> _What is needed_:
With both ends included, repeat exactly the lines of the entries below from the one containing "doesn't look like" down to the one containing "pub method: &'a", and no others.

:: Materials provided

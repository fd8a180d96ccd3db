//! HTTP request head sniffing for proxied payloads.
//!
//! Only the request line and the `Host` header are looked at; anything that
//! doesn't look like an HTTP/1.x request yields `None`.

const METHODS: &[&str] = &[
    "GET", "POST", "PUT", "DELETE", "HEAD", "OPTIONS", "PATCH", "CONNECT", "TRACE",
];

/// Request line and host of a plaintext HTTP request.
#[derive(Debug, Clone, Copy, PartialEq, Eq)]
pub struct RequestHead<'a> {
    pub method: &'a str,
    pub target: &'a str,
    pub host: Option<&'a str>,
}

impl<'a> RequestHead<'a> {
    /// Parse the head of `payload`.
    pub fn parse(payload: &'a str) -> Option<Self> {
        let mut lines = payload.lines();
        let mut parts = lines.next()?.split_ascii_whitespace();

        let method = parts.next()?;
        let target = parts.next()?;
        let version = parts.next()?;
        if !METHODS.contains(&method) || !version.starts_with("HTTP/") {
            return None;
        }

        let host = lines
            .take_while(|line| !line.trim().is_empty())
            .find_map(|line| {
                let (name, value) = line.split_once(':')?;
                name.trim()
                    .eq_ignore_ascii_case("host")
                    .then(|| value.trim())
                    .filter(|v| !v.is_empty())
            });

        Some(Self { method, target, host })
    }

    /// The request target when it names its destination by itself:
    /// absolute-form URLs and CONNECT authorities.
    pub fn absolute_target(&self) -> Option<&'a str> {
        let is_absolute = self.method == "CONNECT"
            || self.target.starts_with("http://")
            || self.target.starts_with("https://");
        is_absolute.then_some(self.target)
    }
}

::::

> _Output of the exercise_:
//! doesn't look like an HTTP/1.x request yields `None`.

const METHODS: &[&str] = &[
    "GET", "POST", "PUT", "DELETE", "HEAD", "OPTIONS", "PATCH", "CONNECT", "TRACE",
];

/// Request line and host of a plaintext HTTP request.
#[derive(Debug, Clone, Copy, PartialEq, Eq)]
pub struct RequestHead<'a> {
    pub method: &'a str,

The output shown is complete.